------ Material supplied ------

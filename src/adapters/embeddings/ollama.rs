//! Ollama embedding provider adapter.
//!
//! Uses `POST {base_url}/api/embeddings`, one text per request.

use async_trait::async_trait;
use serde::{Deserialize, Serialize};
use std::sync::atomic::{AtomicUsize, Ordering};
use std::time::Duration;

use crate::domain::errors::{DomainError, DomainResult};
use crate::domain::models::EmbeddingConfig;
use crate::domain::ports::EmbeddingProvider;

/// Configuration for the Ollama embedding provider.
#[derive(Debug, Clone)]
pub struct OllamaEmbeddingConfig {
    /// Server root, e.g. `http://localhost:11434`
    pub base_url: String,
    /// Embedding model. Default: `nomic-embed-text`.
    pub model: String,
    /// Request timeout in seconds. Default: 30.
    pub timeout_secs: u64,
}

impl From<&EmbeddingConfig> for OllamaEmbeddingConfig {
    fn from(config: &EmbeddingConfig) -> Self {
        Self {
            base_url: config.base_url.trim_end_matches('/').to_string(),
            model: config.model.clone(),
            timeout_secs: config.timeout_secs,
        }
    }
}

impl Default for OllamaEmbeddingConfig {
    fn default() -> Self {
        Self::from(&EmbeddingConfig::default())
    }
}

/// Ollama embedding provider.
pub struct OllamaEmbeddingProvider {
    config: OllamaEmbeddingConfig,
    client: reqwest::Client,
    /// Learned from the first response; 0 until then
    dimension: AtomicUsize,
}

impl OllamaEmbeddingProvider {
    /// Build the HTTP client for `config`.
    pub fn new(config: OllamaEmbeddingConfig) -> DomainResult<Self> {
        let client = reqwest::Client::builder()
            .timeout(Duration::from_secs(config.timeout_secs))
            .build()
            .map_err(|e| DomainError::Embedding(format!("Failed to build HTTP client: {e}")))?;
        Ok(Self {
            config,
            client,
            dimension: AtomicUsize::new(0),
        })
    }
}

#[async_trait]
impl EmbeddingProvider for OllamaEmbeddingProvider {
    fn name(&self) -> &'static str {
        "ollama"
    }

    fn dimension(&self) -> usize {
        self.dimension.load(Ordering::Relaxed)
    }

    async fn embed(&self, text: &str) -> DomainResult<Vec<f32>> {
        let url = format!("{}/api/embeddings", self.config.base_url);
        let request_body = EmbeddingsRequest {
            model: &self.config.model,
            prompt: text,
        };

        let response = self
            .client
            .post(&url)
            .json(&request_body)
            .send()
            .await
            .map_err(|e| DomainError::Embedding(format!("Embedding request failed: {e}")))?;

        if !response.status().is_success() {
            let status = response.status();
            let body = response
                .text()
                .await
                .unwrap_or_else(|_| "unable to read response body".to_string());
            return Err(DomainError::Embedding(format!(
                "Embedding API returned {status}: {body}"
            )));
        }

        let result: EmbeddingsResponse = response.json().await.map_err(|e| {
            DomainError::SerializationError(format!("Failed to parse embedding response: {e}"))
        })?;

        if result.embedding.is_empty() {
            return Err(DomainError::Embedding("Empty embedding response".to_string()));
        }
        self.dimension
            .store(result.embedding.len(), Ordering::Relaxed);
        Ok(result.embedding)
    }
}

// -- Ollama API request/response types --

#[derive(Debug, Serialize)]
struct EmbeddingsRequest<'a> {
    model: &'a str,
    prompt: &'a str,
}

#[derive(Debug, Deserialize)]
struct EmbeddingsResponse {
    embedding: Vec<f32>,
}
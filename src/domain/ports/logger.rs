//! Observability port used by the pipeline services.

use async_trait::async_trait;
use serde_json::Value;
use std::collections::HashMap;

/// Structured key-value context attached to a log event.
pub type Fields = HashMap<String, Value>;

/// Build a [`Fields`] map from literal pairs.
///
/// # Examples
///
/// ```
/// use codecanvas::domain::ports::fields;
/// use serde_json::json;
///
/// let fields = fields([("attempt", json!(1)), ("max_attempts", json!(3))]);
/// assert_eq!(fields["attempt"], json!(1));
/// ```
pub fn fields<const N: usize>(pairs: [(&str, Value); N]) -> Fields {
    pairs
        .into_iter()
        .map(|(key, value)| (key.to_string(), value))
        .collect()
}

/// Log level enumeration for structured logging
///
/// Levels are ordered from most verbose (Trace) to most severe (Error).
///
/// # Examples
///
/// ```
/// use codecanvas::domain::ports::Level;
///
/// assert!(Level::Error > Level::Info);
/// assert!(Level::Trace < Level::Debug);
/// ```
#[derive(Debug, Clone, Copy, PartialEq, Eq, PartialOrd, Ord, Hash)]
pub enum Level {
    /// Most verbose level - detailed trace information
    Trace,
    /// Debug information useful during development
    Debug,
    /// Informational messages about normal operations
    Info,
    /// Warning messages for potentially problematic situations
    Warn,
    /// Error messages for failure conditions
    Error,
}

impl Level {
    /// Returns the string representation of the log level
    ///
    /// # Examples
    ///
    /// ```
    /// use codecanvas::domain::ports::Level;
    ///
    /// assert_eq!(Level::Info.as_str(), "INFO");
    /// assert_eq!(Level::Error.as_str(), "ERROR");
    /// ```
    pub const fn as_str(&self) -> &'static str {
        match self {
            Self::Trace => "TRACE",
            Self::Debug => "DEBUG",
            Self::Info => "INFO",
            Self::Warn => "WARN",
            Self::Error => "ERROR",
        }
    }
}

/// Port trait for structured logging operations
///
/// Pipeline services receive a `Logger` instead of writing to a global
/// subscriber, so a test can swap in a recording implementation and assert
/// on the events a turn produced.
///
/// # Examples
///
/// ```
/// use codecanvas::domain::ports::{fields, Level, Logger};
/// use serde_json::json;
///
/// async fn report(logger: &dyn Logger, attempt: u32) {
///     logger
///         .log(Level::Info, "generation attempt", fields([("attempt", json!(attempt))]))
///         .await;
///     logger.warn("backend is slow").await;
/// }
/// ```
#[async_trait]
pub trait Logger: Send + Sync {
    /// Log a message with a specific level and structured fields
    ///
    /// Common field conventions:
    /// - `attempt` / `max_attempts`: retry bookkeeping
    /// - `error`: error details for error-level logs
    /// - `complexity`, `path`, `kind`: pipeline decisions
    async fn log(&self, level: Level, message: &str, fields: Fields);

    /// Log a debug-level message
    async fn debug(&self, message: &str) {
        self.log(Level::Debug, message, Fields::new()).await;
    }

    /// Log an info-level message
    async fn info(&self, message: &str) {
        self.log(Level::Info, message, Fields::new()).await;
    }

    /// Log a warning-level message
    async fn warn(&self, message: &str) {
        self.log(Level::Warn, message, Fields::new()).await;
    }

    /// Log an error-level message
    async fn error(&self, message: &str) {
        self.log(Level::Error, message, Fields::new()).await;
    }
}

------

▶ **Task details**: What is needed is the data above, output in full and exactly as it stands.

▶ **Result for this task**:
filename src/adapters/embeddings/ollama.rs
//! Ollama embedding provider adapter.
//!
//! Uses `POST {base_url}/api/embeddings`, one text per request.

use async_trait::async_trait;
use serde::{Deserialize, Serialize};
use std::sync::atomic::{AtomicUsize, Ordering};
use std::time::Duration;

use crate::domain::errors::{DomainError, DomainResult};
use crate::domain::models::EmbeddingConfig;
use crate::domain::ports::EmbeddingProvider;

/// Configuration for the Ollama embedding provider.
#[derive(Debug, Clone)]
pub struct OllamaEmbeddingConfig {
    /// Server root, e.g. `http://localhost:11434`
    pub base_url: String,
    /// Embedding model. Default: `nomic-embed-text`.
    pub model: String,
    /// Request timeout in seconds. Default: 30.
    pub timeout_secs: u64,
}

impl From<&EmbeddingConfig> for OllamaEmbeddingConfig {
    fn from(config: &EmbeddingConfig) -> Self {
        Self {
            base_url: config.base_url.trim_end_matches('/').to_string(),
            model: config.model.clone(),
            timeout_secs: config.timeout_secs,
        }
    }
}

impl Default for OllamaEmbeddingConfig {
    fn default() -> Self {
        Self::from(&EmbeddingConfig::default())
    }
}

/// Ollama embedding provider.
pub struct OllamaEmbeddingProvider {
    config: OllamaEmbeddingConfig,
    client: reqwest::Client,
    /// Learned from the first response; 0 until then
    dimension: AtomicUsize,
}

impl OllamaEmbeddingProvider {
    /// Build the HTTP client for `config`.
    pub fn new(config: OllamaEmbeddingConfig) -> DomainResult<Self> {
        let client = reqwest::Client::builder()
            .timeout(Duration::from_secs(config.timeout_secs))
            .build()
            .map_err(|e| DomainError::Embedding(format!("Failed to build HTTP client: {e}")))?;
        Ok(Self {
            config,
            client,
            dimension: AtomicUsize::new(0),
        })
    }
}

#[async_trait]
impl EmbeddingProvider for OllamaEmbeddingProvider {
    fn name(&self) -> &'static str {
        "ollama"
    }

    fn dimension(&self) -> usize {
        self.dimension.load(Ordering::Relaxed)
    }

    async fn embed(&self, text: &str) -> DomainResult<Vec<f32>> {
        let url = format!("{}/api/embeddings", self.config.base_url);
        let request_body = EmbeddingsRequest {
            model: &self.config.model,
            prompt: text,
        };

        let response = self
            .client
            .post(&url)
            .json(&request_body)
            .send()
            .await
            .map_err(|e| DomainError::Embedding(format!("Embedding request failed: {e}")))?;

        if !response.status().is_success() {
            let status = response.status();
            let body = response
                .text()
                .await
                .unwrap_or_else(|_| "unable to read response body".to_string());
            return Err(DomainError::Embedding(format!(
                "Embedding API returned {status}: {body}"
            )));
        }

        let result: EmbeddingsResponse = response.json().await.map_err(|e| {
            DomainError::SerializationError(format!("Failed to parse embedding response: {e}"))
        })?;

        if result.embedding.is_empty() {
            return Err(DomainError::Embedding("Empty embedding response".to_string()));
        }
        self.dimension
            .store(result.embedding.len(), Ordering::Relaxed);
        Ok(result.embedding)
    }
}

// -- Ollama API request/response types --

#[derive(Debug, Serialize)]
struct EmbeddingsRequest<'a> {
    model: &'a str,
    prompt: &'a str,
}

#[derive(Debug, Deserialize)]
struct EmbeddingsResponse {
    embedding: Vec<f32>,
}
filename src/domain/ports/logger.rs
//! Observability port used by the pipeline services.

use async_trait::async_trait;
use serde_json::Value;
use std::collections::HashMap;

/// Structured key-value context attached to a log event.
pub type Fields = HashMap<String, Value>;

/// Build a [`Fields`] map from literal pairs.
///
/// # Examples
///
/// ```
/// use codecanvas::domain::ports::fields;
/// use serde_json::json;
///
/// let fields = fields([("attempt", json!(1)), ("max_attempts", json!(3))]);
/// assert_eq!(fields["attempt"], json!(1));
/// ```
pub fn fields<const N: usize>(pairs: [(&str, Value); N]) -> Fields {
    pairs
        .into_iter()
        .map(|(key, value)| (key.to_string(), value))
        .collect()
}

/// Log level enumeration for structured logging
///
/// Levels are ordered from most verbose (Trace) to most severe (Error).
///
/// # Examples
///
/// ```
/// use codecanvas::domain::ports::Level;
///
/// assert!(Level::Error > Level::Info);
/// assert!(Level::Trace < Level::Debug);
/// ```
#[derive(Debug, Clone, Copy, PartialEq, Eq, PartialOrd, Ord, Hash)]
pub enum Level {
    /// Most verbose level - detailed trace information
    Trace,
    /// Debug information useful during development
    Debug,
    /// Informational messages about normal operations
    Info,
    /// Warning messages for potentially problematic situations
    Warn,
    /// Error messages for failure conditions
    Error,
}

impl Level {
    /// Returns the string representation of the log level
    ///
    /// # Examples
    ///
    /// ```
    /// use codecanvas::domain::ports::Level;
    ///
    /// assert_eq!(Level::Info.as_str(), "INFO");
    /// assert_eq!(Level::Error.as_str(), "ERROR");
    /// ```
    pub const fn as_str(&self) -> &'static str {
        match self {
            Self::Trace => "TRACE",
            Self::Debug => "DEBUG",
            Self::Info => "INFO",
            Self::Warn => "WARN",
            Self::Error => "ERROR",
        }
    }
}

/// Port trait for structured logging operations
///
/// Pipeline services receive a `Logger` instead of writing to a global
/// subscriber, so a test can swap in a recording implementation and assert
/// on the events a turn produced.
///
/// # Examples
///
/// ```
/// use codecanvas::domain::ports::{fields, Level, Logger};
/// use serde_json::json;
///
/// async fn report(logger: &dyn Logger, attempt: u32) {
///     logger
///         .log(Level::Info, "generation attempt", fields([("attempt", json!(attempt))]))
///         .await;
///     logger.warn("backend is slow").await;
/// }
/// ```
#[async_trait]
pub trait Logger: Send + Sync {
    /// Log a message with a specific level and structured fields
    ///
    /// Common field conventions:
    /// - `attempt` / `max_attempts`: retry bookkeeping
    /// - `error`: error details for error-level logs
    /// - `complexity`, `path`, `kind`: pipeline decisions
    async fn log(&self, level: Level, message: &str, fields: Fields);

    /// Log a debug-level message
    async fn debug(&self, message: &str) {
        self.log(Level::Debug, message, Fields::new()).await;
    }

    /// Log an info-level message
    async fn info(&self, message: &str) {
        self.log(Level::Info, message, Fields::new()).await;
    }

    /// Log a warning-level message
    async fn warn(&self, message: &str) {
        self.log(Level::Warn, message, Fields::new()).await;
    }

    /// Log an error-level message
    async fn error(&self, message: &str) {
        self.log(Level::Error, message, Fields::new()).await;
    }
}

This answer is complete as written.